Why, for God's sake, are we advertising? Why are we whipping up demand for ever more healthcare? Why are we creating unnecessary demand when we should be meeting necessary needs? Why do we have one part of the system purchasing services from another part of the system? It is like Sainsbury's buying produce from farms that it owns. Of course we all know that the supermarkets give the farmers a tough time. They are always screwing a better deal out of them. Better produce at cheaper prices. That makes sense. But driving through these deals takes time and effort. If you buy your produce direct it might actually be cheaper. There is more than one way of doing things. Really.
In many private hospitals if you have an aspirin they will charge you for it. Keeping tabs on it all is costly but that is the system. In the NHS they do not (yet) bother about the little things and the bills are called coding. It is an enormous effort to get it right and we often don't. Dr Grumble's hospital has some missing millions which may be because we haven't 'billed' for everything.
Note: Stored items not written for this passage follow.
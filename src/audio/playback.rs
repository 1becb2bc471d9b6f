//! Audio playback using PipeWire
//!
//! Every `play` call starts an independent voice, so overlapping calls
//! overlap audibly. Voices stop on their own once their buffer runs out.

use super::device::{OutputDevice, Voice};
use super::pcm::DecodedBuffer;
use crate::error::AudioError;
use log::{debug, error, info, warn};
use pipewire as pw;
use pw::spa;
use pw::spa::param::format::{MediaSubtype, MediaType};
use pw::spa::param::format_utils;
use pw::spa::pod::Pod;
use std::sync::atomic::{AtomicBool, Ordering};
use std::sync::{Arc, Mutex, OnceLock};
use std::thread::{self, JoinHandle};
use std::time::Duration;

const IDLE_POLL_INTERVAL: Duration = Duration::from_millis(20);

/// Read position over an interleaved buffer
pub struct VoiceCursor {
    samples: Vec<f32>,
    channels: usize,
    position: usize,
}

impl VoiceCursor {
    pub fn new(buffer: &DecodedBuffer) -> Self {
        Self {
            samples: buffer.interleaved(),
            channels: buffer.channel_count().max(1),
            position: 0,
        }
    }

    /// Take up to `frames` interleaved frames; `None` once exhausted
    pub fn next_frames(&mut self, frames: usize) -> Option<&[f32]> {
        if self.position >= self.samples.len() {
            return None;
        }
        let start = self.position;
        let end = (start + frames * self.channels).min(self.samples.len());
        self.position = end;
        Some(&self.samples[start..end])
    }

    pub fn is_finished(&self) -> bool {
        self.position >= self.samples.len()
    }
}

/// Shared output context
pub struct AudioOutput {
    device: Box<dyn OutputDevice>,
    voices: Mutex<Vec<Box<dyn Voice>>>,
}

impl AudioOutput {
    pub fn new(device: Box<dyn OutputDevice>) -> Self {
        Self {
            device,
            voices: Mutex::new(Vec::new()),
        }
    }

    /// The process-wide output context, created on first use
    pub fn shared() -> &'static AudioOutput {
        static OUTPUT: OnceLock<AudioOutput> = OnceLock::new();
        OUTPUT.get_or_init(|| AudioOutput::new(Box::new(PipeWireOutput)))
    }

    /// Start playing a buffer right away on a fresh voice
    pub fn play(&self, buffer: DecodedBuffer) -> Result<(), AudioError> {
        debug!(
            "Playing {} frame(s) at {} Hz",
            buffer.frame_count(),
            buffer.sample_rate()
        );
        let voice = self.device.start_voice(buffer)?;

        let mut voices = self.voices.lock().unwrap_or_else(|e| e.into_inner());
        let (finished, active): (Vec<_>, Vec<_>) =
            voices.drain(..).partition(|v| v.is_finished());
        *voices = active;
        voices.push(voice);
        drop(voices);

        for voice in finished {
            voice.stop();
        }
        Ok(())
    }

    /// Number of voices still sounding
    pub fn active_voices(&self) -> usize {
        self.voices
            .lock()
            .unwrap_or_else(|e| e.into_inner())
            .iter()
            .filter(|v| !v.is_finished())
            .count()
    }

    /// Wait until every voice has finished, giving up after `limit`
    ///
    /// Returns `false` if voices were still sounding when time ran out.
    pub async fn wait_idle(&self, limit: Duration) -> bool {
        let idle = async {
            while self.active_voices() > 0 {
                tokio::time::sleep(IDLE_POLL_INTERVAL).await;
            }
        };
        tokio::time::timeout(limit, idle).await.is_ok()
    }

    /// Stop all voices and release the output device
    pub fn shutdown(&self) {
        let voices: Vec<_> = self
            .voices
            .lock()
            .unwrap_or_else(|e| e.into_inner())
            .drain(..)
            .collect();
        if !voices.is_empty() {
            info!("Stopping {} playback voice(s)", voices.len());
        }
        for voice in voices {
            voice.stop();
        }
    }
}

/// Default PipeWire audio sink
pub struct PipeWireOutput;

enum PlaybackCommand {
    Stop,
}

struct PipeWireVoice {
    finished: Arc<AtomicBool>,
    sender: Option<pw::channel::Sender<PlaybackCommand>>,
    thread_handle: Option<JoinHandle<()>>,
}

impl Voice for PipeWireVoice {
    fn is_finished(&self) -> bool {
        self.finished.load(Ordering::SeqCst)
    }

    fn stop(mut self: Box<Self>) {
        if let Some(sender) = self.sender.take() {
            let _ = sender.send(PlaybackCommand::Stop);
        }
        if let Some(handle) = self.thread_handle.take() {
            let _ = handle.join();
        }
    }
}

impl OutputDevice for PipeWireOutput {
    fn start_voice(&self, buffer: DecodedBuffer) -> Result<Box<dyn Voice>, AudioError> {
        let finished = Arc::new(AtomicBool::new(false));
        let (sender, receiver) = pw::channel::channel::<PlaybackCommand>();

        let done = finished.clone();
        let handle = thread::Builder::new()
            .name("wordcoach-playback".to_string())
            .spawn(move || {
                if let Err(e) = run_playback_loop(buffer, receiver) {
                    error!("Playback error: {}", e);
                }
                done.store(true, Ordering::SeqCst);
            })
            .map_err(|e| AudioError::DeviceUnavailable(format!("Failed to spawn playback: {}", e)))?;

        Ok(Box::new(PipeWireVoice {
            finished,
            sender: Some(sender),
            thread_handle: Some(handle),
        }))
    }
}

/// Run the PipeWire playback loop in a background thread
fn run_playback_loop(
    buffer: DecodedBuffer,
    receiver: pw::channel::Receiver<PlaybackCommand>,
) -> Result<(), String> {
    pw::init();

    let mainloop = pw::main_loop::MainLoopRc::new(None)
        .map_err(|e| format!("Failed to create PipeWire main loop: {}", e))?;

    let context = pw::context::ContextRc::new(&mainloop, None)
        .map_err(|e| format!("Failed to create PipeWire context: {}", e))?;

    let core = context
        .connect_rc(None)
        .map_err(|e| format!("Failed to connect to PipeWire: {}", e))?;

    // Set up channel receiver to stop the loop
    let mainloop_weak = mainloop.downgrade();
    let _receiver = receiver.attach(mainloop.loop_(), move |cmd| match cmd {
        PlaybackCommand::Stop => {
            if let Some(mainloop) = mainloop_weak.upgrade() {
                mainloop.quit();
            }
        }
    });

    struct UserData {
        format: spa::param::audio::AudioInfoRaw,
        cursor: VoiceCursor,
        channels: usize,
        mainloop_weak: pw::main_loop::MainLoopWeak,
    }

    let sample_rate = buffer.sample_rate();
    let channels = buffer.channel_count().max(1);
    let user_data = UserData {
        format: Default::default(),
        cursor: VoiceCursor::new(&buffer),
        channels,
        mainloop_weak: mainloop.downgrade(),
    };
    drop(buffer);

    let props = pw::properties::properties! {
        *pw::keys::MEDIA_TYPE => "Audio",
        *pw::keys::MEDIA_CATEGORY => "Playback",
        *pw::keys::MEDIA_ROLE => "Communication",
        *pw::keys::APP_NAME => "Wordcoach",
    };

    let stream = pw::stream::StreamBox::new(&core, "wordcoach-playback", props)
        .map_err(|e| format!("Failed to create PipeWire stream: {}", e))?;

    let _listener = stream
        .add_local_listener_with_user_data(user_data)
        .param_changed(|_, user_data, id, param| {
            let Some(param) = param else { return };
            if id != spa::param::ParamType::Format.as_raw() {
                return;
            }

            let (media_type, media_subtype) = match format_utils::parse_format(param) {
                Ok(v) => v,
                Err(_) => return,
            };

            if media_type != MediaType::Audio || media_subtype != MediaSubtype::Raw {
                return;
            }

            if let Err(e) = user_data.format.parse(param) {
                warn!("Failed to parse playback format: {:?}", e);
                return;
            }
            debug!(
                "Playback format negotiated: {} Hz, {} channel(s)",
                user_data.format.rate(),
                user_data.format.channels()
            );
        })
        .process(|stream, user_data| {
            let Some(mut buffer) = stream.dequeue_buffer() else {
                return;
            };

            let datas = buffer.datas_mut();
            if datas.is_empty() {
                return;
            }

            let data = &mut datas[0];
            let n_channels = user_data.channels;
            let stride = std::mem::size_of::<f32>() * n_channels;

            let Some(slice) = data.data() else {
                return;
            };

            let n_frames = slice.len() / stride;

            let written = match user_data.cursor.next_frames(n_frames) {
                Some(samples) => {
                    for (i, &sample) in samples.iter().enumerate() {
                        let offset = i * std::mem::size_of::<f32>();
                        slice[offset..offset + 4].copy_from_slice(&sample.to_le_bytes());
                    }
                    samples.len() * std::mem::size_of::<f32>()
                }
                None => {
                    // Buffer drained, stop the voice
                    if let Some(mainloop) = user_data.mainloop_weak.upgrade() {
                        mainloop.quit();
                    }
                    return;
                }
            };

            // Fill remainder of a short final period with silence
            let period = n_frames * stride;
            slice[written..period].fill(0);

            let chunk = data.chunk_mut();
            *chunk.offset_mut() = 0;
            *chunk.stride_mut() = stride as i32;
            *chunk.size_mut() = period as u32;
        })
        .register()
        .map_err(|e| format!("Failed to register stream listener: {}", e))?;

    // Request F32LE at the buffer's own rate and channel count
    let mut audio_info = spa::param::audio::AudioInfoRaw::new();
    audio_info.set_format(spa::param::audio::AudioFormat::F32LE);
    audio_info.set_rate(sample_rate);
    audio_info.set_channels(channels as u32);

    let obj = spa::pod::Object {
        type_: spa::utils::SpaTypes::ObjectParamFormat.as_raw(),
        id: spa::param::ParamType::EnumFormat.as_raw(),
        properties: audio_info.into(),
    };

    let values: Vec<u8> = spa::pod::serialize::PodSerializer::serialize(
        std::io::Cursor::new(Vec::new()),
        &spa::pod::Value::Object(obj),
    )
    .map_err(|e| format!("Failed to serialize audio format: {:?}", e))?
    .0
    .into_inner();

    let pod = Pod::from_bytes(&values).ok_or("Failed to build audio format pod")?;
    let mut params = [pod];

    stream
        .connect(
            spa::utils::Direction::Output,
            None,
            pw::stream::StreamFlags::AUTOCONNECT
                | pw::stream::StreamFlags::MAP_BUFFERS
                | pw::stream::StreamFlags::RT_PROCESS,
            &mut params,
        )
        .map_err(|e| format!("Failed to connect stream: {}", e))?;

    // Run until stopped or playback ends
    mainloop.run();

    Ok(())
}
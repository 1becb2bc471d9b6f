//! AI collaborator: word details, speech synthesis and pronunciation grading
//!
//! The service is a black box reached over the Gemini REST API. Each call has
//! a typed result; anything that does not fit is `InvalidResponseShape`.

mod client;
mod error;
mod schema;

pub use client::GeminiClient;
pub use error::AiError;

use crate::models::{EvaluationResult, WordDetails};
use async_trait::async_trait;

/// Sample rate of synthesized speech unless the service says otherwise
pub const SPEECH_SAMPLE_RATE: u32 = 24000;
/// Synthesized speech is mono
pub const SPEECH_CHANNELS: u16 = 1;

/// Synthesized speech as delivered: base64 raw PCM plus its format
#[derive(Debug, Clone, PartialEq, Eq)]
pub struct SpeechAudio {
    pub data: String,
    pub sample_rate: u32,
    pub channels: u16,
}

/// A recording ready for grading
#[derive(Debug, Clone, PartialEq, Eq)]
pub struct AttemptAudio {
    /// Base64 transport text of the recording
    pub data: String,
    pub mime_type: String,
}

/// The external generative service
#[async_trait]
pub trait Collaborator: Send + Sync {
    /// Phonetic, definition and example for a word
    async fn word_details(&self, text: &str) -> Result<WordDetails, AiError>;

    /// Speak a word aloud
    async fn synthesize_speech(&self, text: &str) -> Result<SpeechAudio, AiError>;

    /// Grade a recorded attempt at `target_word`
    async fn evaluate_pronunciation(
        &self,
        audio: &AttemptAudio,
        target_word: &str,
    ) -> Result<EvaluationResult, AiError>;
}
Why are we doing this? It is because somebody somewhere thinks that it would be better if we operated healthcare like Sainsbury's. We set up enormous expensive bodies to commission healthcare and we get them to bludgeon hospitals to give them good deals just like Sainsbury's bludgeons the farmers. The patients, like shoppers, will go to the place they think is best and inefficient hospitals will go to the wall. It's simple and obvious. Dr Grumble has almost convinced himself of the benefits.
But there are very many flaws to this model. The cost of running such a system is enormous and nobody has sufficient knowledge to do the commissioning to a high enough standard. Purchasing healthcare is not quite as simple as buying apples from a farmer. And for all the government's rhetoric about plurality, contestability and choice, the reality is that you are only likely to have your hernia fixed once. Shopping around is not really what most of us do when it comes to a stay in hospital. And generally the hospital down the road will be the one you are taken to in an emergency and the one you will want to go to if you need elective surgery.
None of this has ever really been thought through. Our government, to its cost, worships markets. Even the baled-out bankers are regrouping and once again are spinning the roulette wheels of the flawed money markets. And in the NHS, private providers, despite their very poor track record, are still the order of the day. The NHS as we know it is doomed.
With an election looming it is well to remember that getting Sainsbury's to tell us how to manage the health service was, originally, a Conservative Party idea. Just what can we expect from the next government?
Sometimes David Cameron looks rather like lipstick on a pig.